None of this would have impressed the post-structuralist critics, who were consistently anti-Romantic. But there is one modern writer, admired by the post-structuralists, who would have appreciated Vinaver’s argument, and that is James Joyce. One of the greatest examples of interlace technique is the Book of Kells, an illuminated manuscript of the four gospels dating from around 800 CE. Joseph Campbell analyzes the intricate symbolism of its famous “Tunc” page in The Masks of God, volume 3. Joyce called the Book of Kells “the most Irish thing we have,” and used it as one model for his last work, Finnegans Wake. If there were ever an example of “infinite multiplication” moving towards infinity, it is the Wake, which has no continuous story line but tells all the stories of both the gods and the human race all at once in a polyphonic, polysemous language of puns within puns that self-deconstructs in every sentence. Derrida admitted that he was fascinated by it. It has no center because everywhere you are is a center that reflects all the other centers. At the same time, the Wake is a mandala, a crossed circle, the ultimate symbol of unity. It has four parts, and, instead of beginning, middle, and end, the text goes around in a circle, the fragmentary last sentence being completed by the fragmentary first sentence on the first page. What is a mandala but a stylized web, and what is a web but an image of gossamer beauty spun out of the body of a creature with a bad reputation but who in the end is an archetypal symbol of the artist herself?
References
Eliade, Mircea. “The ‘God Who Binds’ and the Symbolism of Knots.” In Images and Symbols: Studies in Religious Symbolism. Princeton University Press, 1991 (originally published 1952). 92-124.

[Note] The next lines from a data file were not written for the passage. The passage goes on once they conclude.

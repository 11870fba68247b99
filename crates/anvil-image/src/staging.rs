//! Per-host staging areas for image rebuilds.
//!
//! Each build extracts into `<staging>/<hostname>/`, so concurrent builds
//! for different hosts never touch the same tree. Cleanup is guaranteed:
//! callers get an explicit `cleanup()`, and Drop sweeps up anything left
//! behind on an error path.

use std::fs;
use std::path::{Path, PathBuf};
use tracing::warn;

use crate::error::{BuildError, Result};

/// An isolated working directory keyed by hostname.
#[derive(Debug)]
pub struct StagingArea {
    path: PathBuf,
    cleaned: bool,
}

impl StagingArea {
    /// Create (or re-create, empty) the staging tree for a host.
    pub fn create(base: &Path, hostname: &str) -> Result<Self> {
        let path = base.join(hostname);
        if path.exists() {
            fs::remove_dir_all(&path)?;
        }
        fs::create_dir_all(&path)?;
        Ok(Self {
            path,
            cleaned: false,
        })
    }

    pub fn path(&self) -> &Path {
        &self.path
    }

    /// Remove the staging tree. Safe to call once; Drop covers the rest.
    pub fn cleanup(mut self) -> Result<()> {
        self.cleaned = true;
        if self.path.exists() {
            fs::remove_dir_all(&self.path)?;
        }
        Ok(())
    }
}

impl Drop for StagingArea {
    fn drop(&mut self) {
        if !self.cleaned && self.path.exists() {
            if let Err(e) = fs::remove_dir_all(&self.path) {
                warn!(path = %self.path.display(), error = %e, "failed to clean staging area");
            }
        }
    }
}

/// Strip the read-only bit everywhere under `root`. ISO extraction
/// preserves the media's read-only permissions, which would otherwise
/// block patching.
pub fn make_writable(root: &Path) -> Result<()> {
    let mut perms = fs::metadata(root)?.permissions();
    if perms.readonly() {
        perms.set_readonly(false);
        fs::set_permissions(root, perms)?;
    }
    if root.is_dir() {
        for entry in fs::read_dir(root)? {
            make_writable(&entry?.path())?;
        }
    }
    Ok(())
}

/// Lowercase every file and directory name under `root` except names
/// listed in `preserve` (exact match, any depth).
pub fn lowercase_tree(root: &Path, preserve: &[&str]) -> Result<()> {
    for entry in fs::read_dir(root)? {
        let entry = entry?;
        let path = entry.path();

        if path.is_dir() {
            lowercase_tree(&path, preserve)?;
        }

        let name = entry.file_name();
        let name = name.to_string_lossy();
        if preserve.contains(&name.as_ref()) {
            continue;
        }

        let lower = name.to_lowercase();
        if lower != name {
            let target = root.join(&lower);
            // Renaming over a sibling would silently drop one of the two.
            if target.exists() {
                return Err(BuildError::CaseCollision {
                    dir: root.to_path_buf(),
                    name: lower,
                });
            }
            fs::rename(&path, target)?;
        }
    }
    Ok(())
}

Eliade, Mircea. “Ropes and Puppets.” In The Two and the One. University of Chicago Press, 1965. 160-88.
Vinaver, Eugène. “The Poetry of Interlace.” In The Rise of Romance. D.S. Brewer, 1971. 68-98.
“Spider Woman Creates the Humans.” In “Portfolio of Creation Myths” in Dreams and Inward Journeys: A Rhetoric and Reader for Writers, 8th edition. Edited by Marjorie Ford and Jon Ford. 170-71.